A landlord cannot force a tenant to move or change the locks, Eadie said, but tenants should take the risk of eviction seriously if they choose to violate the ban.
Ally Ismail, a lawyer with Emery Jamieson LLP, said legal issues could arise from the fact Boardwalk tenants can smoke tobacco but not cannabis in their units.
"I think that it will be an area that will be challenged," he said.
"It hasn't been yet, just because the law hasn't come into effect. But landlords that allow tobacco smoking and prohibit marijuana smoking are likely to be challenged, because they'll have difficulty of establishing the reasonableness of banning one and not the other."
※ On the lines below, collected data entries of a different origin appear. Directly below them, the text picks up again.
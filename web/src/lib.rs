//! Axum adapters for the relay.
//!
//! This crate is the HTTP shell around `relay-auth`:
//!
//! ```text
//! ┌─────────────────────────────────────────┐
//! │         HTTP shell (Axum)               │  ← JSON, headers, status codes
//! │  - Extractors (client IP, correlation)  │  ← Rate-limit middleware
//! │  - AppError → JSON error bodies         │  ← Logging
//! ├─────────────────────────────────────────┤
//! │         relay-auth                      │
//! │  - Token store, rate limiter            │  ← Testable with a mock clock
//! │  - Login-link service                   │
//! └─────────────────────────────────────────┘
//! ```
//!
//! # Example
//!
//! ```ignore
//! use relay_web::{correlation_id_layer, login_router};
//! use axum::Router;
//!
//! let app = Router::new()
//!     .nest("/api/auth", login_router(service))
//!     .layer(correlation_id_layer());
//! ```

#![forbid(unsafe_code)]
#![warn(missing_docs, clippy::pedantic)]
#![allow(clippy::module_name_repetitions)]

pub mod error;
pub mod extractors;
pub mod handlers;
pub mod middleware;
pub mod router;

// Re-export key types for convenience
pub use error::AppError;
pub use extractors::{ClientIp, CorrelationId};
pub use middleware::{
    CORRELATION_ID_HEADER, RATE_LIMIT_REMAINING_HEADER, RouteRateLimit, correlation_id_layer,
    rate_limit,
};
pub use router::login_router;

/// Result type alias for web handlers.
pub type WebResult<T> = Result<T, AppError>;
'The whole apartment would reek'
Sean Beech has lived in a Boardwalk apartment building on Saskatchewan Drive for the past 12 years.
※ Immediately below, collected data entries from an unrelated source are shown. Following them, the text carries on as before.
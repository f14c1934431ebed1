//! Chat-completion proxy.
//!
//! Forwards request bodies unchanged to an OpenAI-compatible API, adding the
//! server-held bearer key, and relays the upstream status and body.

use crate::config::LlmConfig;
use crate::server::AppState;
use axum::{
    Json,
    extract::State,
    http::{StatusCode, header},
    response::{IntoResponse, Response},
};
use relay_web::{AppError, WebResult};
use tracing::{info, warn};

/// Client for the upstream completion API.
#[derive(Clone)]
pub struct LlmClient {
    http: reqwest::Client,
    endpoint: String,
    api_key: Option<String>,
}

impl LlmClient {
    /// Build a client from configuration.
    ///
    /// # Errors
    ///
    /// Returns error if the HTTP client cannot be constructed (TLS backend
    /// initialisation).
    pub fn new(config: &LlmConfig) -> reqwest::Result<Self> {
        let http = reqwest::Client::builder().timeout(config.timeout()).build()?;

        Ok(Self {
            http,
            endpoint: format!("{}/chat/completions", config.base_url.trim_end_matches('/')),
            api_key: config.api_key.clone(),
        })
    }

    /// Upstream URL requests are sent to.
    #[must_use]
    pub fn endpoint(&self) -> &str {
        &self.endpoint
    }

    /// Whether requests can be forwarded.
    #[must_use]
    pub const fn is_configured(&self) -> bool {
        self.api_key.is_some()
    }

    /// Forward `body` upstream and convert the reply into a response.
    ///
    /// # Errors
    ///
    /// - `500 LLM_NOT_CONFIGURED` without an API key
    /// - `504` if the upstream does not answer in time
    /// - `502` for any other transport failure
    pub async fn forward(&self, body: &serde_json::Value) -> WebResult<Response> {
        let Some(api_key) = self.api_key.as_deref() else {
            warn!("LLM request rejected: no API key configured");
            return Err(
                AppError::internal("The completion API key is not configured")
                    .with_code("LLM_NOT_CONFIGURED"),
            );
        };

        info!(
            model = body.get("model").and_then(serde_json::Value::as_str).unwrap_or("<unset>"),
            messages = body
                .get("messages")
                .and_then(serde_json::Value::as_array)
                .map_or(0, Vec::len),
            "Forwarding completion request"
        );

        let upstream = self
            .http
            .post(&self.endpoint)
            .bearer_auth(api_key)
            .json(body)
            .send()
            .await
            .map_err(transport_error)?;

        let status = StatusCode::from_u16(upstream.status().as_u16()).unwrap_or(StatusCode::BAD_GATEWAY);
        let content_type = upstream
            .headers()
            .get(reqwest::header::CONTENT_TYPE)
            .and_then(|v| v.to_str().ok())
            .unwrap_or("application/json")
            .to_string();
        let bytes = upstream.bytes().await.map_err(transport_error)?;

        if status.is_success() {
            metrics::counter!("relay_llm_requests_total", "outcome" => "success").increment(1);
            info!(status = %status, "Completion request succeeded");
        } else {
            metrics::counter!("relay_llm_requests_total", "outcome" => "upstream_error").increment(1);
            warn!(status = %status, "Completion API returned an error");
        }

        Ok((status, [(header::CONTENT_TYPE, content_type)], bytes).into_response())
    }
}

impl std::fmt::Debug for LlmClient {
    fn fmt(&self, f: &mut std::fmt::Formatter<'_>) -> std::fmt::Result {
        f.debug_struct("LlmClient")
            .field("endpoint", &self.endpoint)
            .field("configured", &self.is_configured())
            .finish_non_exhaustive()
    }
}

fn transport_error(err: reqwest::Error) -> AppError {
    if err.is_timeout() {
        metrics::counter!("relay_llm_requests_total", "outcome" => "timeout").increment(1);
        AppError::gateway_timeout("The completion API did not respond in time")
            .with_source(err.into())
    } else {
        metrics::counter!("relay_llm_requests_total", "outcome" => "unreachable").increment(1);
        AppError::bad_gateway("The completion API could not be reached").with_source(err.into())
    }
}

/// Proxy a chat-completion request.
///
/// # Endpoint
///
/// ```text
/// POST /api/llm/chat/completions
/// Content-Type: application/json
///
/// { "model": "llama-3.1-8b-instant", "messages": [ ... ] }
/// ```
///
/// The upstream status and body are returned as-is. Requests are counted
/// against the `llm` rate limit per client.
pub async fn chat_completions(
    State(state): State<AppState>,
    Json(body): Json<serde_json::Value>,
) -> WebResult<Response> {
    state.llm.forward(&body).await
}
He received a notice under his door from Boardwalk about the new policy Wednesday morning. He said he's happy cannabis use will be banned in his building.
"I just don't like the idea of people smoking freely in there," he said. "The whole apartment would reek, and unfortunately inconvenience everyone else."
Beech said he's not sure how Boardwalk can ensure residents don't consume cannabis edibles. But cannabis smoke is already an issue in the building, he said, and he was concerned some residents might see legalization as a green light to smoke more openly in the building.
Daniel Stenbroen lives in a Boardwalk apartment building downtown.
He moved to Edmonton from Denmark in the spring, and knew Canada would be legalizing cannabis. He said he understands why Boardwalk would put restrictions on cannabis use in its buildings, but doesn't think it will sway residents from smoking anything they like in their units.
"There's already cigarette smoke, which is, to me, way worse than cannabis smoke," he said. "I really wouldn't mind it if it was cannabis smoke instead of cigarette smoke."
Capital Region Housing takes slightly softer stance
Another major Edmonton landlord is also banning cannabis smoking or vaping inside its units, but will allow tenants to grow their own cannabis and consume edibles inside their apartments.
Capital Region Housing, which manages more than 5,000 social housing rental units, recently notified residents about its cannabis policy, said Esther de Vos, director of policy, research and education.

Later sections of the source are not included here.